PUBLIC transport commuters could have been hit harder. If the annual fare adjustment formula was strictly adhered to, average fares per ride would have gone up by a lot more than the 4 cents approved yesterday.
This is because the Public Transport Council was convinced that transport operators SBS Transit and SMRT Corp
should bear the bulk of the cost associated with removing a two-decade-old anomaly in our fare structure.
The anomaly is this: Journeys involving transfers (bus to bus, bus to train or vice versa) cost more than direct journeys- even if both span the same distance.
Sometimes, the difference can be as much as 50 per cent.
Hence from Oct 1, the 'transfer rebate' will be raised- from 25 cents to 40 cents. That means a person who steps off a bus and boards another to complete his journey will pay a smaller starting fare on the second bus.
The rebate will be raised by another 20 cents next October. By then, fares will reflect the distance of the journey, door to door -regardless of the number of transfers needed.
In future, with an expanded rail network,it is foreseeable that transfers would be the norm. Typically, commuters
would take a bus to a train station and vice versa on the return trip.
Removing the anomaly could be done in one fell swoop, but the cost would be quite prohibitive. The first round which is kicking in on Oct 1 already costs more than $40 million.

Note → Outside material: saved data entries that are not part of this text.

//! 唯一文件名：目标已存在时在扩展名前追加 " (1)"、" (2)" … 直到无冲突。

use std::path::{Path, PathBuf};

/// 文件名去掉最后一级扩展名后的主干；无扩展名时返回原名。
///
/// `"archive.tar.gz"` → `"archive.tar"`。
pub fn file_stem(filename: &str) -> &str {
    match filename.rfind('.') {
        Some(idx) if idx > 0 => &filename[..idx],
        _ => filename,
    }
}

/// 最后一级扩展名（含点）；无扩展名时返回空串。
pub fn file_extension(filename: &str) -> &str {
    match filename.rfind('.') {
        Some(idx) if idx > 0 => &filename[idx..],
        _ => "",
    }
}

/// 生成不与现有文件冲突的路径。
///
/// 原路径不存在时原样返回；否则依次尝试 `"{stem} (1){ext}"`、
/// `"{stem} (2){ext}"` … 返回第一个不存在的路径。
pub fn generate_unique_path(path: &Path) -> PathBuf {
    if !path.exists() {
        return path.to_path_buf();
    }

    let filename = path
        .file_name()
        .and_then(|n| n.to_str())
        .unwrap_or_default();
    let stem = file_stem(filename);
    let ext = file_extension(filename);
    let dir = path.parent().unwrap_or_else(|| Path::new("."));

    for i in 1u32.. {
        let candidate = dir.join(format!("{} ({}){}", stem, i, ext));
        if !candidate.exists() {
            return candidate;
        }
    }
    unreachable!("唯一文件名序号耗尽")
}
//! 可读格式化：字节数、速度、剩余时间的展示用字符串。

use std::time::Duration;

use super::progress_tracker::ProgressSnapshot;

const KIB: f64 = 1024.0;
const MIB: f64 = 1024.0 * 1024.0;
const GIB: f64 = 1024.0 * 1024.0 * 1024.0;
const TIB: f64 = 1024.0 * 1024.0 * 1024.0 * 1024.0;

/// 字节数 → `"1.50 MB"` 形式。
pub fn readable_size(size: u64) -> String {
    let s = size as f64;
    if s < KIB {
        format!("{} B", size)
    } else if s < MIB {
        format!("{:.2} KB", s / KIB)
    } else if s < GIB {
        format!("{:.2} MB", s / MIB)
    } else if s < TIB {
        format!("{:.2} GB", s / GIB)
    } else {
        format!("{:.2} TB", s / TIB)
    }
}

/// 速度（字节/秒）→ `"3.20 MB/s"` 形式。
pub fn readable_speed(bps: f64) -> String {
    if bps <= 0.0 {
        return "0 B/s".to_string();
    }
    format!("{}/s", readable_size(bps as u64))
}

/// 时长 → `"2m 5s"` / `"1h 3m"` 形式。
pub fn readable_duration(duration: Duration) -> String {
    let secs = duration.as_secs();
    if secs < 60 {
        format!("{}s", secs)
    } else if secs < 3600 {
        format!("{}m {}s", secs / 60, secs % 60)
    } else {
        format!("{}h {}m", secs / 3600, (secs % 3600) / 60)
    }
}

impl ProgressSnapshot {
    /// `"已下载 / 总量"` 的可读形式，总量未知时只显示已下载。
    pub fn readable_progress(&self) -> String {
        if self.total_bytes > 0 {
            format!(
                "{} / {}",
                readable_size(self.bytes_done),
                readable_size(self.total_bytes)
            )
        } else {
            readable_size(self.bytes_done)
        }
    }

    /// 当前速度的可读形式。
    pub fn readable_speed(&self) -> String {
        readable_speed(self.speed_bps)
    }

    /// ETA 的可读形式；未知返回 `"--"`。
    pub fn readable_eta(&self) -> String {
        match self.eta {
            Some(eta) => readable_duration(eta),
            None => "--".to_string(),
        }
    }
}
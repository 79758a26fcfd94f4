//! 下载引擎模块：任务、控制器、策略、单线程与多线程下载路径。

pub mod structs;
pub mod traits;

pub use structs::chunk_descriptor::{divide_chunks, plan_chunks, ChunkDescriptor};
pub use structs::chunk_progress::ChunkProgress;
pub use structs::download_error::DownloadError;
pub use structs::download_job::{DownloadJob, DownloadJobBuilder};
pub use structs::download_status::DownloadStatus;
pub use structs::job_controller::JobController;
pub use structs::pause_gate::PauseGate;
pub use structs::progress_tracker::{ProgressSnapshot, ProgressTracker};
pub use structs::user_preferences::UserPreferences;
pub use traits::observer::DownloadObserver;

There are two reasons why SMRT and SBS Transit are able to absorb the bulk of it - some $30 million. One, the long-established policy of ensuring that our public transport companies are commercially viable through regular fare adjustments.
Two, ridership will rise, fuelled by Singapore's growing population and by escalating costs of driving.
You could of course say that transport operators have been overcharging those who make transfers. But by the same token,they might have been undercharging those who make direct journeys.
That will soon be a thing of the past.
The new distance-based fare structure is without question a fairer system.
But will it be a better system? That depends largely on how seamless transfers will be.
The PTC has already stipulated that bus operators adhere to stricter service standards, with shorter waiting time being a top priority. The council has been given more teeth, and can mete out hefty penalties to operators who fail to meet standards.
Next year, the Land Transport Authority will assume the role of chief bus route planner. This makes for a more cohesive network as it removes the profit motive that influences how operators plan their routes. It also paves the way for a liberalised market, one where new players are invited to bid for route parcels.
Plans are also afoot for more transport hubs - large air-conditioned facilities where bus terminals meet rail interchanges.
Measures such as increasing the number of full-day bus lanes, managing demand for road space through congestion
pricing and making 'live' travel information accessible are also key pieces to the puzzle.
It all sounds quite promising on paper.
But like a puzzle, it takes only one misplaced piece to spoil the overall picture.
Will the new chief bus route planner deliver?
How well will PTC be able to keep three, four or more operators in check?
Do we need to step up our rail-building plans- ambitious as they are now- to cope with 14.3 million daily trips by
2020, 60 per cent more than today's 8.9 million?
What if the population grows faster than expected, as it has in recent years?
In many ways, Singapore is taking the biggest stride in its quest to deliver a 'people-centred land transport system', as promised by Transport Minister Raymond Lim early this year when he unveiled the new Land Transport Masterplan.
The fare changes kicking in on Oct 1 are but the first baby steps. To its credit,the PTC has managed to make them relatively painless for most commuters. Four in 10 commuters will end up spending the same or less on transport come Oct 1. The others will each see weekly fares rising by 18-23 cents.
For a household of four, that works out to be about $40 a year.
Could the PTC have made it painless to all? After all, the operators' returns on total assets are relatively healthy compared with companies like Singapore Airlines,Sembcorp, Hong Kong's MTR and Britain's Stagecoach
On the surface, it could. But with the required investments to meet the new standards kicking in; and with the impending liberalisation of the market, their returns may not remain as rich as they have been.
That is not even taking into account rising costs from fuel, energy, manpower and raw materials.
Share of both operators were largely unchanged after yesterday's news. ComfortDelgro closed at $1.51 today, down $0.01 and SMRT closed at $2, up $0.01.